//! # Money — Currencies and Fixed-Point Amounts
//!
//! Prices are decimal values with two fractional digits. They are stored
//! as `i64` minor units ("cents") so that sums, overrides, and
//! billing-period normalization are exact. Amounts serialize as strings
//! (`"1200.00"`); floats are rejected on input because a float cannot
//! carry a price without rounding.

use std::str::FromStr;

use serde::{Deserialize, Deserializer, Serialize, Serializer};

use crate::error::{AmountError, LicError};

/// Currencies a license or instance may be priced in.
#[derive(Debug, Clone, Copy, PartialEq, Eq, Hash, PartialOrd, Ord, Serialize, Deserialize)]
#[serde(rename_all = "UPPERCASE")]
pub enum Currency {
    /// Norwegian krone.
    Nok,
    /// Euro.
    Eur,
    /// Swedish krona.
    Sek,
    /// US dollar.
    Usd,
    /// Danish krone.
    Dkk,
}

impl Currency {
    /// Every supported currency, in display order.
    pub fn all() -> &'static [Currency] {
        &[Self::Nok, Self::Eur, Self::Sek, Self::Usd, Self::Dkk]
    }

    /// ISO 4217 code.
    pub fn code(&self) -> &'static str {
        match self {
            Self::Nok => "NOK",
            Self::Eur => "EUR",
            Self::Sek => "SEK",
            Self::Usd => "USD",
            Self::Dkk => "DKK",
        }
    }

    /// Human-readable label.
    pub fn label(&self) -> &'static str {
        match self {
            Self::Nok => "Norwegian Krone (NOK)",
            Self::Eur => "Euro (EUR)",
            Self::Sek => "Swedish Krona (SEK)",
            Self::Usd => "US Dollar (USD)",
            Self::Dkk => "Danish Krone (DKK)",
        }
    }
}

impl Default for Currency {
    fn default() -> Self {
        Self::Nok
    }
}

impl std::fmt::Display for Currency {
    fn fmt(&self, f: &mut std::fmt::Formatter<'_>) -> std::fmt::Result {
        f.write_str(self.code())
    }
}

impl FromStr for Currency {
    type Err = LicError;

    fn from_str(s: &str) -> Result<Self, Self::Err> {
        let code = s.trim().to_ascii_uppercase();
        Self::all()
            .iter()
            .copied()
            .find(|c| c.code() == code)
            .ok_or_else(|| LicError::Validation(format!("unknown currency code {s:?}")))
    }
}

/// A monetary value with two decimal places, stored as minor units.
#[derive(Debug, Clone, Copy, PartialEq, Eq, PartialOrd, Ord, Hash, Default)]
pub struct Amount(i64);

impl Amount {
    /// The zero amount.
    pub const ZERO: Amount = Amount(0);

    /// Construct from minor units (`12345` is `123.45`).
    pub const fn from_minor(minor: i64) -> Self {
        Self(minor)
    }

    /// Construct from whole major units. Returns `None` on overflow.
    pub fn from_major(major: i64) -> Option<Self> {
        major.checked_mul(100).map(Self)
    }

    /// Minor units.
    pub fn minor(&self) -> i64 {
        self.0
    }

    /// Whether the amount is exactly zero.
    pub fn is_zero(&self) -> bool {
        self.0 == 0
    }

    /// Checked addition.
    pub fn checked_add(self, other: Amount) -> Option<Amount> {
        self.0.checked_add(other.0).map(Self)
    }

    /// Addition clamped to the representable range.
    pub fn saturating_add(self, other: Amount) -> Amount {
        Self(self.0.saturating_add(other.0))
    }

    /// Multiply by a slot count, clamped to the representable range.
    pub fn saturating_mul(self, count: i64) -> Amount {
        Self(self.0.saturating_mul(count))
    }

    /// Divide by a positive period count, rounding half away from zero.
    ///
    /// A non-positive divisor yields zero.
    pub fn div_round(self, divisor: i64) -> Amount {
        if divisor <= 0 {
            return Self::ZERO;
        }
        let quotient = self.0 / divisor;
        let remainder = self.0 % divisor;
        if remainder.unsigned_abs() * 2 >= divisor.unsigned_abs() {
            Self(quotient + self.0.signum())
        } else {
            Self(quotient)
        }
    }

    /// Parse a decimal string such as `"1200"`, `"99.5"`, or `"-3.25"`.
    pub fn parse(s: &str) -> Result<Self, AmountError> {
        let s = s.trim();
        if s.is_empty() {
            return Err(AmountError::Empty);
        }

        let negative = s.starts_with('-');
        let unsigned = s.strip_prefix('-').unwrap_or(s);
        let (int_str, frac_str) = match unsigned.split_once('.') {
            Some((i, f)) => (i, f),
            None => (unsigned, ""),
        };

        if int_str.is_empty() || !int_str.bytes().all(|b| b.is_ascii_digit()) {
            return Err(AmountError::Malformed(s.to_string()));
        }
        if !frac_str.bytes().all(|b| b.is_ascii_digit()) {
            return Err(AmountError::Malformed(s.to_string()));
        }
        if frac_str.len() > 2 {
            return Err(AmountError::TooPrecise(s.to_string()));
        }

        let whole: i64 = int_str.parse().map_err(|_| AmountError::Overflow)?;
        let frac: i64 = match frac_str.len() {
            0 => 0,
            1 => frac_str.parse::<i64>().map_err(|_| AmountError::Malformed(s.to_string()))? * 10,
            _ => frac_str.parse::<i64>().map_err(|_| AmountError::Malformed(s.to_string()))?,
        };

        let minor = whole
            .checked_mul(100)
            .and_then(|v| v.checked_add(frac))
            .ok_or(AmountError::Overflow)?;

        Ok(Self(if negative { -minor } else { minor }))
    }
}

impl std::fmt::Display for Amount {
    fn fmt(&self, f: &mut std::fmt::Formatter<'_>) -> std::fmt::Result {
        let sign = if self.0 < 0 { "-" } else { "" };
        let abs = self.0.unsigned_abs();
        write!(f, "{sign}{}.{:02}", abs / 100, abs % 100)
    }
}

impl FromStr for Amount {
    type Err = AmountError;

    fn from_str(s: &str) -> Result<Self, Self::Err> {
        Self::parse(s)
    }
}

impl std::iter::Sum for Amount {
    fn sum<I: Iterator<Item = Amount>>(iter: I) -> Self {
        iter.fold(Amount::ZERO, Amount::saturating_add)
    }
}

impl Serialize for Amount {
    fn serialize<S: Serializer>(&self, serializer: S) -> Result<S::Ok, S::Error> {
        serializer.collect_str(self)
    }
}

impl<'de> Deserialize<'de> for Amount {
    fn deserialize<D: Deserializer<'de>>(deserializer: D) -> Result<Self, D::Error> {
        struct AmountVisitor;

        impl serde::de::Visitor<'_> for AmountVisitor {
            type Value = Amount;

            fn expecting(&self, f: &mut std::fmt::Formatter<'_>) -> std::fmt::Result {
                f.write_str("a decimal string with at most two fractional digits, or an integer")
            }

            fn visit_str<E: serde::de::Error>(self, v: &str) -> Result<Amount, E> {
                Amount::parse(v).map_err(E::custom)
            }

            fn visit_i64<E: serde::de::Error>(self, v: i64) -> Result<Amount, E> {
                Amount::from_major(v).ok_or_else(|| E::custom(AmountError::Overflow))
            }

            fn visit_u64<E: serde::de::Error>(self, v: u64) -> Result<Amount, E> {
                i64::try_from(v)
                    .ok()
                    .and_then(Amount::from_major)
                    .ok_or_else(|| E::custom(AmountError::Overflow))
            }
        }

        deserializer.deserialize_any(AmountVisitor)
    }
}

- **Your instructions**:
Look through the material above and print exactly the lines from the one containing "pub fn saturating_mul(self, count: i64)" to the one containing "divisor yields zero.", both included, and nothing more.

- **Exercise solution**:
    pub fn saturating_mul(self, count: i64) -> Amount {
        Self(self.0.saturating_mul(count))
    }

    /// Divide by a positive period count, rounding half away from zero.
    ///
    /// A non-positive divisor yields zero.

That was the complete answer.